Zhou Menglian, Selvaraj Nandakumar
Annu Int Conf IEEE Eng Med Biol Soc. 2020 Jul;2020:5347-5352. doi: 10.1109/EMBC44109.2020.9175349.
Heart rate (HR) monitoring under real-world activities of daily living conditions is challenging, particularly, using peripheral wearable devices integrated with simple optical and acceleration sensors. The study presents a novel technique, named as CurToSS: CURve Tracing On Sparse Spectrum, for continuous HR estimation in daily living activity conditions using simultaneous photoplethysmogram (PPG) and triaxial-acceleration signals. The performance validation of HR estimation using the CurToSS algorithm is conducted in four public databases with distinctive study groups, sensor types, and protocols involving intense physical and emotional exertions. The HR performance of this time-frequency curve tracing method is also compared to that of contemporary algorithms. The results suggest that the CurToSS method offers the best performance with significantly (P<0.01) lowest HR error compared to spectral filtering and multi-channel PPG correlation methods. The current HR performances are also consistently better than a deep learning approach in diverse datasets. The proposed algorithm is powerful for reliable long-term HR monitoring under ambulatory daily life conditions using wearable biosensor devices.
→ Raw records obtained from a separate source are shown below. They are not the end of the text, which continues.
//! Server-sent-event line splitting and per-shape assistant-text/usage
//! extraction, used by the dispatcher's streaming tee (spec §4.6, §4.9 step 7).
//!
//! Grounded on the teacher's `byte_stream.next()` SSE loop in
//! `engine/providers/openai.rs` / `anthropic.rs`: buffer raw bytes, split on
//! `\n`, strip the `data: ` prefix, feed each payload to a shape-specific
//! parser.

use crate::types::{BodyShape, TokenUsage};
use serde_json::Value;

/// Pull complete `data: ...` lines out of `buffer`, leaving any trailing
/// partial line for the next read. Mutates `buffer` in place.
pub fn drain_sse_lines(buffer: &mut String) -> Vec<String> {
    let mut lines = Vec::new();
    while let Some(pos) = buffer.find('\n') {
        let line = buffer[..pos].trim().to_string();
        *buffer = buffer[pos + 1..].to_string();
        if let Some(data) = line.strip_prefix("data:") {
            let data = data.trim();
            if !data.is_empty() {
                lines.push(data.to_string());
            }
        }
    }
    lines
}

/// Accumulates assistant text and the last-seen usage counters across a
/// full SSE stream, for one provider shape.
#[derive(Debug, Default)]
pub struct StreamAccumulator {
    text: String,
    usage: Option<TokenUsage>,
    input_tokens_seen: u64,
}

impl StreamAccumulator {
    pub fn new() -> Self {
        Self::default()
    }

    /// Feed one SSE data payload (the part after `data:`, already trimmed).
    /// `"[DONE]"` (OpenAI's sentinel) is ignored.
    pub fn feed(&mut self, payload: &str, shape: BodyShape) {
        if payload == "[DONE]" {
            return;
        }
        let Ok(v) = serde_json::from_str::<Value>(payload) else { return };
        match shape {
            BodyShape::OpenAi => self.feed_openai(&v),
            BodyShape::Anthropic => self.feed_anthropic(&v),
            BodyShape::Google => self.feed_google(&v),
        }
    }

    fn feed_openai(&mut self, v: &Value) {
        if let Some(delta) = v["choices"][0]["delta"]["content"].as_str() {
            self.text.push_str(delta);
        }
        if let Some(u) = v.get("usage") {
            let input = u["prompt_tokens"].as_u64().unwrap_or(0);
            let output = u["completion_tokens"].as_u64().unwrap_or(0);
            if input > 0 || output > 0 {
                self.usage = Some(TokenUsage {
                    input_tokens: input,
                    output_tokens: output,
                    total_tokens: u["total_tokens"].as_u64().unwrap_or(input + output),
                });
            }
        }
    }

    fn feed_anthropic(&mut self, v: &Value) {
        match v["type"].as_str().unwrap_or("") {
            "content_block_delta" => {
                let delta = &v["delta"];
                if let Some(t) = delta["text"].as_str() {
                    self.text.push_str(t);
                }
            }
            "message_start" => {
                if let Some(input) = v["message"]["usage"]["input_tokens"].as_u64() {
                    self.input_tokens_seen = input;
                }
            }
            "message_delta" => {
                if let Some(output) = v["usage"]["output_tokens"].as_u64() {
                    self.usage = Some(TokenUsage {
                        input_tokens: self.input_tokens_seen,
                        output_tokens: output,
                        total_tokens: self.input_tokens_seen + output,
                    });
                }
            }
            _ => {}
        }
    }

    fn feed_google(&mut self, v: &Value) {
        if let Some(parts) = v["candidates"][0]["content"]["parts"].as_array() {
            for part in parts {
                if let Some(t) = part["text"].as_str() {
                    self.text.push_str(t);
                }
            }
        }
        if let Some(meta) = v.get("usageMetadata") {
            let input = meta["promptTokenCount"].as_u64().unwrap_or(0);
            let output = meta["candidatesTokenCount"].as_u64().unwrap_or(0);
            self.usage = Some(TokenUsage {
                input_tokens: input,
                output_tokens: output,
                total_tokens: meta["totalTokenCount"].as_u64().unwrap_or(input + output),
            });
        }
    }

    pub fn finish(self) -> (String, Option<TokenUsage>) {
        (self.text, self.usage)
    }
}

#[cfg(test)]
mod tests {
    use super::*;

    #[test]
    fn drains_complete_lines_and_keeps_partial_tail() {
        let mut buf = "data: {\"a\":1}\ndata: {\"b\":2}\ndata: partial".to_string();
        let lines = drain_sse_lines(&mut buf);
        assert_eq!(lines, vec!["{\"a\":1}", "{\"b\":2}"]);
        assert_eq!(buf, "data: partial");
    }

    #[test]
    fn openai_accumulates_delta_text_and_usage() {
        let mut acc = StreamAccumulator::new();
        acc.feed(r#"{"choices":[{"delta":{"content":"Hel"}}]}"#, BodyShape::OpenAi);
        acc.feed(r#"{"choices":[{"delta":{"content":"lo"}}]}"#, BodyShape::OpenAi);
        acc.feed(r#"{"choices":[{"delta":{}}],"usage":{"prompt_tokens":10,"completion_tokens":2}}"#, BodyShape::OpenAi);
        let (text, usage) = acc.finish();
        assert_eq!(text, "Hello");
        assert_eq!(usage.unwrap().total_tokens, 12);
    }

    #[test]
    fn anthropic_accumulates_text_delta_and_usage_across_events() {
        let mut acc = StreamAccumulator::new();
        acc.feed(r#"{"type":"message_start","message":{"usage":{"input_tokens":50}}}"#, BodyShape::Anthropic);
        acc.feed(r#"{"type":"content_block_delta","delta":{"type":"text_delta","text":"Hi"}}"#, BodyShape::Anthropic);
        acc.feed(r#"{"type":"message_delta","usage":{"output_tokens":3}}"#, BodyShape::Anthropic);
        let (text, usage) = acc.finish();
        assert_eq!(text, "Hi");
        let u = usage.unwrap();
        assert_eq!(u.input_tokens, 50);
        assert_eq!(u.output_tokens, 3);
    }

    #[test]
    fn google_accumulates_parts_text_and_usage_metadata() {
        let mut acc = StreamAccumulator::new();
        acc.feed(r#"{"candidates":[{"content":{"parts":[{"text":"Bon"}]}}]}"#, BodyShape::Google);
        acc.feed(r#"{"candidates":[{"content":{"parts":[{"text":"jour"}]}}],"usageMetadata":{"promptTokenCount":5,"candidatesTokenCount":2,"totalTokenCount":7}}"#, BodyShape::Google);
        let (text, usage) = acc.finish();
        assert_eq!(text, "Bonjour");
        assert_eq!(usage.unwrap().total_tokens, 7);
    }

    #[test]
    fn done_sentinel_is_ignored_not_an_error() {
        let mut acc = StreamAccumulator::new();
        acc.feed("[DONE]", BodyShape::OpenAi);
        assert_eq!(acc.finish().0, "");
    }
}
在现实生活中的日常活动条件下进行心率(HR)监测具有挑战性,特别是使用集成了简单光学和加速度传感器的可穿戴设备。本研究提出了一种名为CurToSS(稀疏频谱上的曲线追踪)的新技术,用于在日常生活活动条件下使用同步光电容积脉搏波描记图(PPG)和三轴加速度信号进行连续心率估计。使用CurToSS算法进行心率估计的性能验证在四个具有不同研究组、传感器类型和涉及剧烈身体和情绪消耗的协议的公共数据库中进行。还将这种时频曲线追踪方法的心率性能与当代算法进行了比较。结果表明,与频谱滤波和多通道PPG相关方法相比,CurToSS方法具有最佳性能,心率误差显著(P<0.01)最低。在不同数据集中,当前的心率性能也始终优于深度学习方法。所提出的算法对于使用可穿戴生物传感器设备在动态日常生活条件下进行可靠的长期心率监测非常有效。